use std::time::Duration;

use mongodb::error::Error;
use mongodb::{options::ClientOptions, Client};

pub async fn init_db(uri: &str) -> Result<Client, Error> {
    let mut client_options = ClientOptions::parse(uri).await?;
    client_options.app_name = Some("roomfinder".to_string());
    client_options.server_selection_timeout = Some(Duration::from_secs(10));
    Client::with_options(client_options)
}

○ ○ ○ ○ ○ ○ ○

### TASK TO CARRY OUT
Word for word, transcribe the complete listing.

### SOLUTION FOR THIS TASK
use std::time::Duration;

use mongodb::error::Error;
use mongodb::{options::ClientOptions, Client};

pub async fn init_db(uri: &str) -> Result<Client, Error> {
    let mut client_options = ClientOptions::parse(uri).await?;
    client_options.app_name = Some("roomfinder".to_string());
    client_options.server_selection_timeout = Some(Duration::from_secs(10));
    Client::with_options(client_options)
}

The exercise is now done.